El evento ocurrió alrededor de las 0:41 y fue visible durante varios segundos en distintas ciudades como Bariloche, General Roca y Viedma. Vecinos registraron el momento en videos que rápidamente se viralizaron en redes sociales.
Según confirmaron especialistas, no se trató de un meteorito, sino del reingreso a la atmósfera de restos de un cohete chino, específicamente de una etapa del modelo Chang Zheng 4B, perteneciente al programa espacial del país asiático.
Al ingresar nuevamente a la atmósfera terrestre, la fricción con el aire provocó la fragmentación y combustión del objeto, generando las llamativas “bolas de fuego” y destellos que pudieron verse a gran distancia.

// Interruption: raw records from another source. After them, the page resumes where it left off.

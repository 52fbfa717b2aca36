//! Opens the HID device and prints product, serial, and manufacturer info.
//! Doesn't do any GPIO manipulation.

use anyhow::Context;
use clap::Parser;
use cm108_gpio::Cm108;
use colored::Colorize;
use hidapi::HidApi;

mod common;

#[derive(Debug, Parser)]
#[command(about = "Print the descriptor strings of a CM108/CM119 device")]
struct Cli {
    #[command(flatten)]
    device: common::DeviceArgs,
}

fn main() -> anyhow::Result<()> {
    env_logger::init();
    let cli = Cli::parse();

    let hid_api = HidApi::new().context("failed to initialise HID API")?;
    let device = Cm108::open_with_config(&hid_api, &cli.device.config()).with_context(|| {
        format!(
            "failed to open device {:04X}:{:04X}",
            cli.device.vid, cli.device.pid
        )
    })?;

    let info = device.device_info();
    println!(
        "Device manufacturer: {}",
        info.manufacturer_string.as_deref().unwrap_or("N/A")
    );
    println!("Product: {}", info.product_string.as_deref().unwrap_or("N/A"));
    println!("Serial: {}", info.serial_number.as_deref().unwrap_or("N/A"));
    println!("{}", "Success!".green().bold());

    device.close();
    Ok(())
}
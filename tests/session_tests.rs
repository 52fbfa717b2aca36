//! Session tests against a fake HID transport.
//!
//! These tests exercise the shadow register, report encoding, and input
//! decoding without requiring hardware.

use cm108_gpio::{
    Cm108, Error, GpioDirection, HidTransport, InputSignal, PinMask, ReportMode, Result,
    SessionConfig,
};
use std::cell::{Cell, RefCell};
use std::collections::{BTreeMap, VecDeque};

// Records every write and replays queued input reports.
#[derive(Debug, Default)]
struct FakeTransport {
    writes: RefCell<Vec<Vec<u8>>>,
    reports: RefCell<VecDeque<Vec<u8>>>,
    fail_writes: Cell<bool>,
    short_writes: Cell<bool>,
}

impl FakeTransport {
    fn with_reports(reports: &[&[u8]]) -> Self {
        let fake = Self::default();
        fake.reports
            .borrow_mut()
            .extend(reports.iter().map(|r| r.to_vec()));
        fake
    }

    fn write_count(&self) -> usize {
        self.writes.borrow().len()
    }

    fn last_write(&self) -> Option<Vec<u8>> {
        self.writes.borrow().last().cloned()
    }
}

fn hid_error(message: &str) -> Error {
    Error::Hid(hidapi::HidError::HidApiError {
        message: message.to_string(),
    })
}

impl HidTransport for FakeTransport {
    fn write(&self, data: &[u8]) -> Result<usize> {
        if self.fail_writes.get() {
            return Err(hid_error("write failed"));
        }
        self.writes.borrow_mut().push(data.to_vec());
        if self.short_writes.get() {
            Ok(data.len() - 1)
        } else {
            Ok(data.len())
        }
    }

    fn read(&self, buf: &mut [u8]) -> Result<usize> {
        match self.reports.borrow_mut().pop_front() {
            Some(report) => {
                let n = report.len().min(buf.len());
                buf[..n].copy_from_slice(&report[..n]);
                Ok(n)
            }
            None => Err(hid_error("device disconnected")),
        }
    }

    fn read_timeout(&self, buf: &mut [u8], _timeout_ms: i32) -> Result<usize> {
        if self.reports.borrow().is_empty() {
            return Ok(0);
        }
        self.read(buf)
    }

    fn manufacturer_string(&self) -> Result<Option<String>> {
        Ok(Some("C-Media Electronics Inc.".to_string()))
    }

    fn product_string(&self) -> Result<Option<String>> {
        Ok(Some("USB PnP Sound Device".to_string()))
    }

    fn serial_number_string(&self) -> Result<Option<String>> {
        Ok(None)
    }
}

fn open_fake(fake: FakeTransport) -> Cm108<FakeTransport> {
    Cm108::from_transport(fake, &SessionConfig::default()).expect("fake session")
}

#[test]
fn test_fresh_session_frame_is_zero() {
    let device = open_fake(FakeTransport::default());
    assert_eq!(device.shadow().as_bytes(), &[0, 0, 0, 0, 0]);
    // Nothing is sent until the first change
    assert_eq!(device.transport().write_count(), 0);
}

#[test]
fn test_device_info() {
    let device = open_fake(FakeTransport::default());
    let info = device.device_info();
    assert_eq!(info.vendor_id, cm108_gpio::CMEDIA_VID);
    assert_eq!(info.product_id, cm108_gpio::CM119_PID);
    assert_eq!(
        info.manufacturer_string.as_deref(),
        Some("C-Media Electronics Inc.")
    );
    assert_eq!(info.product_string.as_deref(), Some("USB PnP Sound Device"));
    assert_eq!(info.serial_number, None);
}

#[test]
fn test_direction_then_output_scenario() -> Result<()> {
    let mut device = open_fake(FakeTransport::default());

    device.set_directions([(1, GpioDirection::Output), (2, GpioDirection::Input)])?;
    assert_eq!(device.shadow().direction_bits(), 0x01);
    assert_eq!(device.transport().write_count(), 1);
    assert_eq!(device.transport().last_write(), Some(vec![0, 0, 0x00, 0x01, 0]));

    device.set_output(1, true)?;
    assert_eq!(device.shadow().output_bits(), 0x01);
    assert_eq!(device.shadow().direction_bits(), 0x01);
    assert_eq!(device.shadow().as_bytes(), &[0x00, 0x00, 0x01, 0x01, 0x00]);
    assert_eq!(
        device.transport().last_write(),
        Some(vec![0x00, 0x00, 0x01, 0x01, 0x00])
    );
    Ok(())
}

#[test]
fn test_directions_accept_ordered_map() -> Result<()> {
    let mut device = open_fake(FakeTransport::default());
    let modes: BTreeMap<u8, GpioDirection> = (1..=8)
        .map(|pin| (pin, GpioDirection::Output))
        .collect();
    device.set_directions(modes)?;
    assert_eq!(device.shadow().direction_bits(), 0xFF);

    let inputs: BTreeMap<u8, GpioDirection> = [(3, GpioDirection::Input), (8, GpioDirection::Input)]
        .into_iter()
        .collect();
    device.set_directions(inputs)?;
    assert_eq!(device.shadow().direction_bits(), 0b0111_1011);
    // One write per batch
    assert_eq!(device.transport().write_count(), 2);
    Ok(())
}

#[test]
fn test_invalid_pin_leaves_register_untouched() -> Result<()> {
    let mut device = open_fake(FakeTransport::default());
    device.set_directions([(2, GpioDirection::Output)])?;
    device.set_output(2, true)?;
    let before = *device.shadow().as_bytes();
    let writes_before = device.transport().write_count();

    for bad in [0u8, 9, 200] {
        assert!(matches!(
            device.set_output(bad, true),
            Err(Error::InvalidPin { pin }) if pin == bad
        ));
        assert!(matches!(
            device.set_direction(bad, GpioDirection::Output),
            Err(Error::InvalidPin { pin }) if pin == bad
        ));
    }

    assert_eq!(device.shadow().as_bytes(), &before);
    assert_eq!(device.transport().write_count(), writes_before);
    Ok(())
}

#[test]
fn test_invalid_pin_rejects_whole_batch() -> Result<()> {
    let mut device = open_fake(FakeTransport::default());
    let result = device.set_directions([
        (1, GpioDirection::Output),
        (9, GpioDirection::Output),
        (3, GpioDirection::Output),
    ]);
    match result {
        Err(Error::InvalidPin { pin }) => assert_eq!(pin, 9),
        other => panic!("expected InvalidPin, got {:?}", other),
    }
    // Pin 1 came before the bad entry but must not have been applied
    assert_eq!(device.shadow().as_bytes(), &[0, 0, 0, 0, 0]);
    assert_eq!(device.transport().write_count(), 0);
    Ok(())
}

#[test]
fn test_set_output_is_idempotent() -> Result<()> {
    let mut device = open_fake(FakeTransport::default());
    device.set_output(4, true)?;
    let first = device.transport().last_write();
    device.set_output(4, true)?;
    let second = device.transport().last_write();
    assert_eq!(first, second);
    // Every call is flushed, even when nothing changed
    assert_eq!(device.transport().write_count(), 2);
    Ok(())
}

#[test]
fn test_output_ignores_configured_direction() -> Result<()> {
    let mut device = open_fake(FakeTransport::default());
    // Pin 5 is still an input; the output bit is latched anyway
    device.set_output(5, true)?;
    assert_eq!(device.shadow().as_bytes(), &[0x00, 0x00, 0x10, 0x00, 0x00]);
    Ok(())
}

#[test]
fn test_driveable_pin_policy() -> Result<()> {
    let config =
        SessionConfig::default().with_driveable_pins(PinMask::from_pins(&[1, 2, 3, 4])?);
    let mut device = Cm108::from_transport(FakeTransport::default(), &config)?;

    assert!(matches!(
        device.set_directions([(1, GpioDirection::Output), (6, GpioDirection::Output)]),
        Err(Error::PinNotDriveable { pin: 6 })
    ));
    assert!(matches!(
        device.set_output(7, true),
        Err(Error::PinNotDriveable { pin: 7 })
    ));
    assert_eq!(device.shadow().as_bytes(), &[0, 0, 0, 0, 0]);
    assert_eq!(device.transport().write_count(), 0);

    // Non-driveable pins may still be made inputs
    device.set_directions([(1, GpioDirection::Output), (6, GpioDirection::Input)])?;
    device.set_output(1, true)?;
    assert_eq!(device.shadow().as_bytes(), &[0x00, 0x00, 0x01, 0x01, 0x00]);
    Ok(())
}

#[test]
fn test_transport_write_error_is_propagated() {
    let fake = FakeTransport::default();
    fake.fail_writes.set(true);
    let mut device = open_fake(fake);
    assert!(matches!(device.set_output(1, true), Err(Error::Hid(_))));
    // The shadow register only tracks frames the device accepted
    assert_eq!(device.shadow().as_bytes(), &[0, 0, 0, 0, 0]);
}

#[test]
fn test_short_write_is_reported() {
    let fake = FakeTransport::default();
    fake.short_writes.set(true);
    let mut device = open_fake(fake);
    assert!(matches!(
        device.set_direction(1, GpioDirection::Output),
        Err(Error::Io(_))
    ));
    assert_eq!(device.shadow().direction_bits(), 0x00);
}

#[test]
fn test_read_inputs_decodes_report() -> Result<()> {
    let device = open_fake(FakeTransport::with_reports(&[&[0x03, 0b1010_0001, 0, 0]]));
    let report = device.read_inputs()?;

    let states: Vec<(String, bool)> = report.iter().map(|(s, l)| (s.to_string(), l)).collect();
    let expected = [
        ("VOLDN", true),
        ("VOLUP", true),
        ("GPIO1", true),
        ("GPIO2", false),
        ("GPIO3", false),
        ("GPIO4", false),
        ("GPIO5", false),
        ("GPIO6", true),
        ("GPIO7", false),
        ("GPIO8", true),
    ];
    let expected: Vec<(String, bool)> = expected
        .iter()
        .map(|(name, level)| (name.to_string(), *level))
        .collect();
    assert_eq!(states, expected);
    assert!(report.get(InputSignal::VolUp));
    Ok(())
}

#[test]
fn test_read_inputs_does_not_touch_shadow() -> Result<()> {
    let mut device = open_fake(FakeTransport::with_reports(&[&[0x00, 0xFF, 0, 0]]));
    device.set_direction(2, GpioDirection::Output)?;
    let before = *device.shadow().as_bytes();
    device.read_inputs()?;
    assert_eq!(device.shadow().as_bytes(), &before);
    Ok(())
}

#[test]
fn test_read_inputs_rejects_other_sub_modes() {
    let device = open_fake(FakeTransport::with_reports(&[&[0x40, 0x00, 0, 0]]));
    match device.read_inputs() {
        Err(Error::UnexpectedReportMode { byte0, mode }) => {
            assert_eq!(byte0, 0x40);
            assert_eq!(mode, ReportMode::GenericRegisters);
        }
        other => panic!("expected UnexpectedReportMode, got {:?}", other),
    }
}

#[test]
fn test_read_inputs_short_report() {
    let device = open_fake(FakeTransport::with_reports(&[&[0x00, 0x01]]));
    assert!(matches!(device.read_inputs(), Err(Error::InvalidReport(2))));
}

#[test]
fn test_read_inputs_transport_error() {
    let device = open_fake(FakeTransport::default());
    assert!(matches!(device.read_inputs(), Err(Error::Hid(_))));
}

#[test]
fn test_read_inputs_timeout() -> Result<()> {
    let device = open_fake(FakeTransport::with_reports(&[&[0x00, 0x80, 0, 0]]));
    let report = device.read_inputs_timeout(100)?.expect("queued report");
    assert_eq!(report.gpio_bits(), 0x80);
    assert!(device.read_inputs_timeout(100)?.is_none());
    Ok(())
}

#[test]
fn test_boxed_transport() -> Result<()> {
    let transport: Box<dyn HidTransport> = Box::new(FakeTransport::default());
    let mut device = Cm108::from_transport(transport, &SessionConfig::cm108())?;
    assert_eq!(device.device_info().product_id, cm108_gpio::CM108_PID);
    device.set_direction(8, GpioDirection::Output)?;
    assert_eq!(device.shadow().direction_bits(), 0x80);
    device.close();
    Ok(())
}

A diferencia de los meteoritos naturales, este tipo de objetos presenta una velocidad menor y una desintegración progresiva, lo que permite identificarlos como restos artificiales provenientes de misiones espaciales.
Las autoridades indicaron que no se registraron daños materiales ni caída de fragmentos en zonas habitadas, ya que la mayor parte del material se consumió antes de llegar a la superficie terrestre.
El fenómeno, poco habitual para la región, combinó ciencia y espectáculo, generando sorpresa y múltiples teorías entre quienes lo observaron.